> Stored data entries:
---*---

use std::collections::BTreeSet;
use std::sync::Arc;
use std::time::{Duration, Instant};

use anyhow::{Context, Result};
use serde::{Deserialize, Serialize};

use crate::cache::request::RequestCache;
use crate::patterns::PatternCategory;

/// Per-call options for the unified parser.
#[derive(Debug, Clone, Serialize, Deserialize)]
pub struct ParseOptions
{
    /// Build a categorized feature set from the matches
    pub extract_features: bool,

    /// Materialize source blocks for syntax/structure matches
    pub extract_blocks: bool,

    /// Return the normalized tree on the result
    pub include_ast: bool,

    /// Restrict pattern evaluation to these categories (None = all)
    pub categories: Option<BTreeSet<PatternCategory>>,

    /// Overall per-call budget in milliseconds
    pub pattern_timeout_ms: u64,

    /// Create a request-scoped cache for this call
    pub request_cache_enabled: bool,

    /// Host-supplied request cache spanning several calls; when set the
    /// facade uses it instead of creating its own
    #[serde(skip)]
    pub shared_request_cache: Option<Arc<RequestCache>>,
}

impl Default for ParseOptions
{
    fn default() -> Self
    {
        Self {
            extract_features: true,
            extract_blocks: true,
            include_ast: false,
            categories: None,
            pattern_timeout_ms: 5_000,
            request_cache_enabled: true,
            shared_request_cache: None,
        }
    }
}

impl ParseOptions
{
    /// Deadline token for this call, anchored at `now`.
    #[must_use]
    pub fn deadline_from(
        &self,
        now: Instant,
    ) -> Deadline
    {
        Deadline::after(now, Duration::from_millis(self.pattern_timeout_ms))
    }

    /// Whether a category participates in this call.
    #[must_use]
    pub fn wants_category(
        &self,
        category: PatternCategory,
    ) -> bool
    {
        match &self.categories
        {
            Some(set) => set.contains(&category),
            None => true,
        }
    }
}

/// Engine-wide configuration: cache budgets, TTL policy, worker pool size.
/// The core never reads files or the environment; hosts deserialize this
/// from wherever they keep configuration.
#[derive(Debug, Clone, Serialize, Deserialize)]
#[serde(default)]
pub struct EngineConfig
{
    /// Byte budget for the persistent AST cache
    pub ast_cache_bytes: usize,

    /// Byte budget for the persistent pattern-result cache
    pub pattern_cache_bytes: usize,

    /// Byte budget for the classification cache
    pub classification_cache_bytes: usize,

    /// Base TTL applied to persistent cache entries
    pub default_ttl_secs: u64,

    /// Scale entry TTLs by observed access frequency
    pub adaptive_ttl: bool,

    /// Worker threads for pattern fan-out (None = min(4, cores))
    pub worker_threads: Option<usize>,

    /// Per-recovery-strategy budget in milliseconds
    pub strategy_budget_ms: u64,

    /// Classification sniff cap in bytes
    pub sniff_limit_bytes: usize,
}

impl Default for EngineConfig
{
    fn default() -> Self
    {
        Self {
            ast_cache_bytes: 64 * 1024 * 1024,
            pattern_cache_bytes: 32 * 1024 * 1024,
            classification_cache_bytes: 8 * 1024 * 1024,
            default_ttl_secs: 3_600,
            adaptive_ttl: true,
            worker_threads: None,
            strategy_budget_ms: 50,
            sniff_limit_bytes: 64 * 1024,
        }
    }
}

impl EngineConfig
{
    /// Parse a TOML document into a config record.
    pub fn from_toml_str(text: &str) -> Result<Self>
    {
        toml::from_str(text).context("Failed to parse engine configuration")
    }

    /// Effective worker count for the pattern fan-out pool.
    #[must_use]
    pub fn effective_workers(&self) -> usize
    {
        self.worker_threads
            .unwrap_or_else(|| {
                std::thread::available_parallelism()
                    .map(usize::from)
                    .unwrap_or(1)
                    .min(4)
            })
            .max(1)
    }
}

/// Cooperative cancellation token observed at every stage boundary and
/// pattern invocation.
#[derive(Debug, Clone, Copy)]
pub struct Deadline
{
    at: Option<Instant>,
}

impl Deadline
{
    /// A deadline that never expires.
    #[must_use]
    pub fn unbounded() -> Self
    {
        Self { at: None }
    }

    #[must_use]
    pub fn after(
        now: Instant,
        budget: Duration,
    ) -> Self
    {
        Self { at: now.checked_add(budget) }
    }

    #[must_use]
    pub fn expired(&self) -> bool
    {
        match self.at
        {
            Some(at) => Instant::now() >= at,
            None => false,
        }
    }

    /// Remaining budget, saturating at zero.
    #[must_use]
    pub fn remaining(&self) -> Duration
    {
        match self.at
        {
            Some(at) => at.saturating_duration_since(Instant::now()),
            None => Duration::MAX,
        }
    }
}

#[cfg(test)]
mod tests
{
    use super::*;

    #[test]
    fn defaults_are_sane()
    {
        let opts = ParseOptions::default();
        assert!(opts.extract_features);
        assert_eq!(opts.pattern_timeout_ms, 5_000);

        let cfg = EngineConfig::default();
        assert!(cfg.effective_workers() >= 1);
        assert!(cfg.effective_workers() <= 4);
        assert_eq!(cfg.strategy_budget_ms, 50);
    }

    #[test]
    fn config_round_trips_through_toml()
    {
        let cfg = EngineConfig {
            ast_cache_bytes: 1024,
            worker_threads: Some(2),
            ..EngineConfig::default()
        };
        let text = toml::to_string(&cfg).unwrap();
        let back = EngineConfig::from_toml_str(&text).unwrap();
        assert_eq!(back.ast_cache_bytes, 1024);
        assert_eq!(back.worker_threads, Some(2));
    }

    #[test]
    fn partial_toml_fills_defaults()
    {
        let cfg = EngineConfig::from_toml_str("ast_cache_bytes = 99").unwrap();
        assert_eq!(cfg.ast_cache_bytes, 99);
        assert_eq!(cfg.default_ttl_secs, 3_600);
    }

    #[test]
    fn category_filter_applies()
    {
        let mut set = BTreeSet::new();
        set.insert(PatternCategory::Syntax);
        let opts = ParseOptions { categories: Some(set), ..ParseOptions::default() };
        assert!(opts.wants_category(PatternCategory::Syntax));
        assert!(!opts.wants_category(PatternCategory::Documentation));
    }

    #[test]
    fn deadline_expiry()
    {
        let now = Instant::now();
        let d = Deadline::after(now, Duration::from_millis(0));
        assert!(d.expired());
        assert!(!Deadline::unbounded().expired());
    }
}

---*---

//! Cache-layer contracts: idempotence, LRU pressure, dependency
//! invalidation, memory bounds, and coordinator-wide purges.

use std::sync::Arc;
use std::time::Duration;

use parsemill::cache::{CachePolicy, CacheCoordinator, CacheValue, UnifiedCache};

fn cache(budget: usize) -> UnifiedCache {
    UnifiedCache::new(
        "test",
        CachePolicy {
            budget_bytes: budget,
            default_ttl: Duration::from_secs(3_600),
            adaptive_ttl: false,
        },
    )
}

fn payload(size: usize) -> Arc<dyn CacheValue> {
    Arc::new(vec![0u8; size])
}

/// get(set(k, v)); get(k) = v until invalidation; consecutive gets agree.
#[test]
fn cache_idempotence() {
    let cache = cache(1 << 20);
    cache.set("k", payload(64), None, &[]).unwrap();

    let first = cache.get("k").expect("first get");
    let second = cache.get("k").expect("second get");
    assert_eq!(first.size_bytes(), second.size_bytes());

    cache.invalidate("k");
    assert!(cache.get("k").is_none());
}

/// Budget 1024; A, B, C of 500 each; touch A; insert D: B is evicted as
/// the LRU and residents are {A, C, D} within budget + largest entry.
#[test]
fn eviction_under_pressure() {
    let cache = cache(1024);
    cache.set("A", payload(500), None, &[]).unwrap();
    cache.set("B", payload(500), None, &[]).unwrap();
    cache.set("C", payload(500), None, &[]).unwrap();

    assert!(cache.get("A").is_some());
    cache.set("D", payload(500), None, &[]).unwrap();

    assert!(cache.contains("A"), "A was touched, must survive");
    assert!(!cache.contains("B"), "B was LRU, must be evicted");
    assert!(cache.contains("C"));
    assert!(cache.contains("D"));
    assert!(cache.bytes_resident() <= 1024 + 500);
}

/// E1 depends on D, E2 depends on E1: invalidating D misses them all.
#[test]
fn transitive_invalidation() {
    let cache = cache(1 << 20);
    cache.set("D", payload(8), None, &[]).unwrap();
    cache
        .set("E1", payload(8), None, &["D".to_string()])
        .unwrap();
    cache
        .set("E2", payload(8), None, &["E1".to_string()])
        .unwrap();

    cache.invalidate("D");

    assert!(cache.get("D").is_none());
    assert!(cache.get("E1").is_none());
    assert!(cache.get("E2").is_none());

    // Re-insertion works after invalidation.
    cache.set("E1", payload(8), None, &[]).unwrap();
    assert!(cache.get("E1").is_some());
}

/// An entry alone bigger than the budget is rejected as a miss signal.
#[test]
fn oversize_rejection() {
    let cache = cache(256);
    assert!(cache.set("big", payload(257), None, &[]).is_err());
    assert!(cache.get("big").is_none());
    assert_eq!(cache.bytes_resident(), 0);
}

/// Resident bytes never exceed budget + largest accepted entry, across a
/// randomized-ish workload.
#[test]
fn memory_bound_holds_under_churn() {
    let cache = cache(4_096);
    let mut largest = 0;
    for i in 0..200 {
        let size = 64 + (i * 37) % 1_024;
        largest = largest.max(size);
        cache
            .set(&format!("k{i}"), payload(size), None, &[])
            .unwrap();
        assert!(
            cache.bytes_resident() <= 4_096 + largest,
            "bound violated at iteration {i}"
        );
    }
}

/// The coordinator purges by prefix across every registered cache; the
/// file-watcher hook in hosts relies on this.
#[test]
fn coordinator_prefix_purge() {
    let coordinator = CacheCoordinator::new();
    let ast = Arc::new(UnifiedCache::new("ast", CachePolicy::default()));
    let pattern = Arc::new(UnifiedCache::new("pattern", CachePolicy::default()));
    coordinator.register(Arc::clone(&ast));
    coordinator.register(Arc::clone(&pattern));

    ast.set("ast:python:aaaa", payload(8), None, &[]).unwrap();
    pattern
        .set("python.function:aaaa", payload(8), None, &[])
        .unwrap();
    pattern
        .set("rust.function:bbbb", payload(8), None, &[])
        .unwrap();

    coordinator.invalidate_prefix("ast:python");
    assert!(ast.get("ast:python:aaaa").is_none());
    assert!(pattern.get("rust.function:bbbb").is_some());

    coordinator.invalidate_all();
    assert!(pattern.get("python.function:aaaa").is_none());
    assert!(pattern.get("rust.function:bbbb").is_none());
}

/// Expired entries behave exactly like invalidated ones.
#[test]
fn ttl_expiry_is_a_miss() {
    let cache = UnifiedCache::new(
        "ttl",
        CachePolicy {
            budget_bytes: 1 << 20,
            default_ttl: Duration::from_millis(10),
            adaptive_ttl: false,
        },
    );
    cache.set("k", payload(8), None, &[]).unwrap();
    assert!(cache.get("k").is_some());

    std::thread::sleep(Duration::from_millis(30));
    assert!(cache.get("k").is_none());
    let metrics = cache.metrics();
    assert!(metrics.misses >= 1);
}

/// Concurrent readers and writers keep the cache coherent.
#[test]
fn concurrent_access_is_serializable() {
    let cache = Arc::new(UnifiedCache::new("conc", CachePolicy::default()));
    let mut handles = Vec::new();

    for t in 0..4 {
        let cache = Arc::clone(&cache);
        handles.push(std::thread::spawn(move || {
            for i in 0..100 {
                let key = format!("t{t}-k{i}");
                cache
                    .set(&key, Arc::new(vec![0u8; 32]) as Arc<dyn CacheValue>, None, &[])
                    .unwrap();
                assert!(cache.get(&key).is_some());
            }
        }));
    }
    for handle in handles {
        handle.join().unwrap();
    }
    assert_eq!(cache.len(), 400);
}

---*---

> Required work:
For each line in the entries that contains the string "entry", make a copy.

> Output for this task:
    /// Scale entry TTLs by observed access frequency
/// the LRU and residents are {A, C, D} within budget + largest entry.
/// An entry alone bigger than the budget is rejected as a miss signal.
/// Resident bytes never exceed budget + largest accepted entry, across a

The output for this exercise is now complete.